Dieses Glück begegnete ihm in Gestalt von Lisbeth, die er zur Frau nahm. Lisbeth war nicht nur das schönste Mädchen des ganzen Schwarzwaldes, sondern sie hatte auch ein gutes Herz. Und sie liebte Peter, so wie er war. Nur er war mit seinem Leben nicht zufrieden. Er wollte reich und berühmt werden. Darum ging er zu einem Riesen, der mitten im Wald lebte. Der versprach ihm Reichtum und Ansehen im Tausch gegen sein Herz. Peter willigte ein. Der Riese nahm ihm sein lebendiges Herz und ersetzte es durch ein steinernes Herz.

Von diesem Moment war Peter unempfindlich gegen jegliches Gefühl. Er spürte keinen Schmerz mehr, keine Angst, keine Liebe. Nach kurzer Zeit hatte er nur noch Geld und Geschäft im Kopf und verjagte die Armen, die im Wald nach Nahrung suchten. Als er sah, wie seine Frau einen frierenden Bettler ins Haus holte, wurde er zornig und erschlug sie mit einem Stock. In diesem Moment erschrak Peter über sich selbst. Er erkannte, dass er sein Liebstes preisgegeben hatte für ein wenig Geld und Ruhm.

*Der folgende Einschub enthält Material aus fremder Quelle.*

use crate::cpu::Z80;
use crate::mem::Memory;

impl Z80 {
    /// JP nn
    pub(crate) fn op_jp_nn(&mut self, mem: &Memory) {
        self.pc = self.fetch16(mem);
    }

    /// JP cc,nn — the target is fetched whether or not the branch is taken.
    pub(crate) fn op_jp_cc_nn(&mut self, opcode: u8, mem: &Memory) {
        let cc = (opcode >> 3) & 0x03;
        let addr = self.fetch16(mem);
        if self.eval_condition(cc) {
            self.pc = addr;
        }
    }

    /// JP (HL) — PC ← HL; no memory indirection despite the syntax.
    pub(crate) fn op_jp_hl(&mut self) {
        self.pc = self.get_hl();
    }

    /// JR e — displacement is relative to the next instruction.
    pub(crate) fn op_jr_e(&mut self, mem: &Memory) {
        let disp = self.fetch8(mem) as i8;
        self.pc = self.pc.wrapping_add(disp as i16 as u16);
    }

    /// JR cc,e
    pub(crate) fn op_jr_cc_e(&mut self, opcode: u8, mem: &Memory) {
        let cc = (opcode >> 3) & 0x03;
        let disp = self.fetch8(mem) as i8;
        if self.eval_condition(cc) {
            self.pc = self.pc.wrapping_add(disp as i16 as u16);
        }
    }

    /// DJNZ e — B decrements first (mod 256); jump while B ≠ 0.
    pub(crate) fn op_djnz(&mut self, mem: &Memory) {
        self.b = self.b.wrapping_sub(1);
        let disp = self.fetch8(mem) as i8;
        if self.b != 0 {
            self.pc = self.pc.wrapping_add(disp as i16 as u16);
        }
    }

    /// CALL nn — push the address of the following instruction (low byte at
    /// the lower address), then jump.
    pub(crate) fn op_call_nn(&mut self, mem: &mut Memory) {
        let target = self.fetch16(mem);
        self.push16(mem, self.pc);
        self.pc = target;
    }

    /// CALL cc,nn — the target is fetched unconditionally; push-and-jump
    /// only when the condition holds.
    pub(crate) fn op_call_cc_nn(&mut self, opcode: u8, mem: &mut Memory) {
        let cc = (opcode >> 3) & 0x03;
        let target = self.fetch16(mem);
        if self.eval_condition(cc) {
            self.push16(mem, self.pc);
            self.pc = target;
        }
    }

    /// RET
    pub(crate) fn op_ret(&mut self, mem: &Memory) {
        self.pc = self.pop16(mem);
    }

    /// RET cc
    pub(crate) fn op_ret_cc(&mut self, opcode: u8, mem: &Memory) {
        let cc = (opcode >> 3) & 0x03;
        if self.eval_condition(cc) {
            self.pc = self.pop16(mem);
        }
    }
}
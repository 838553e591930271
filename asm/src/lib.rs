//! Two-pass assembler for the zed81 Z80 core.
//!
//! The entry point is [`assemble`], which turns a complete source text
//! into an [`Assembly`]: per-line machine code with provenance, plus any
//! accumulated diagnostics. [`load_opcodes_into_memory`] copies a
//! successful result into a 64 KiB memory image for execution.
//!
//! # Source language
//!
//! Each line is `label: [mnemonic [operands]]`, `label EQU expression`
//! (colon optional only for `EQU`), or `[mnemonic [operands]]`. Comments
//! run from `;` to the end of the line. Mnemonics and operand tokens are
//! case-insensitive; labels may end with `:`.
//!
//! Numeric literals:
//!
//!  Form      | Example  | Meaning
//! -----------|----------|---------------------
//!  decimal   | `-42`    | optionally negative
//!  hex       | `$2F`    | `$` prefix
//!  hex       | `0x2F`   | `0x` prefix
//!  hex       | `2FH`    | trailing `H`, must start with a digit
//!  binary    | `%1010`  | `%` prefix
//!  character | `'A'`    | the character's byte value
//!
//! Expressions combine literals and symbols with `+ - * /` and
//! parentheses; `*` and `/` bind tighter, same-precedence operators fold
//! left to right, and division truncates toward zero. `len(name)` gives
//! the byte length of the string defined at a `DB` label.
//!
//! Directives:
//!
//!  Directive        | Effect
//! ------------------|----------------------------------------------
//!  `ORG addr`       | set the load address (once, before any bytes)
//!  `name EQU expr`  | bind a symbol to a value
//!  `DB` / `DEFB`    | emit bytes and/or string contents
//!  `DEFW`           | emit 16-bit words, little-endian
//!  `DEFS n[,fill]`  | emit `n` copies of `fill` (default 0)
//!  `END`            | stop assembling

pub mod assemble;
pub mod error;
pub mod expr;
pub mod line;
pub mod loader;
pub mod table;

pub use assemble::{Assembly, InstructionDetail, assemble};
pub use error::{Diagnostic, DiagnosticKind};
pub use loader::load_opcodes_into_memory;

„Das war das Herz aus Stein!“, schrie er entsetzt und lief zu dem Riesen. Mit einer List holte er sich sein echtes Herz zurück. Und weil er als Sonntagskind noch einen Wunsch frei hatte, machte er seine geliebte Frau wieder lebendig. Wilhelm Hauff schließt mit den Worten: Und so lebten die beiden still und bescheiden fort, und noch oft nachher, als Peter Munk schon graue Haare hatte, sagte er sich: „Es ist doch besser, mit wenig zufrieden zu sein, als Gold und Güter zu haben - und dazu ein kaltes Herz“.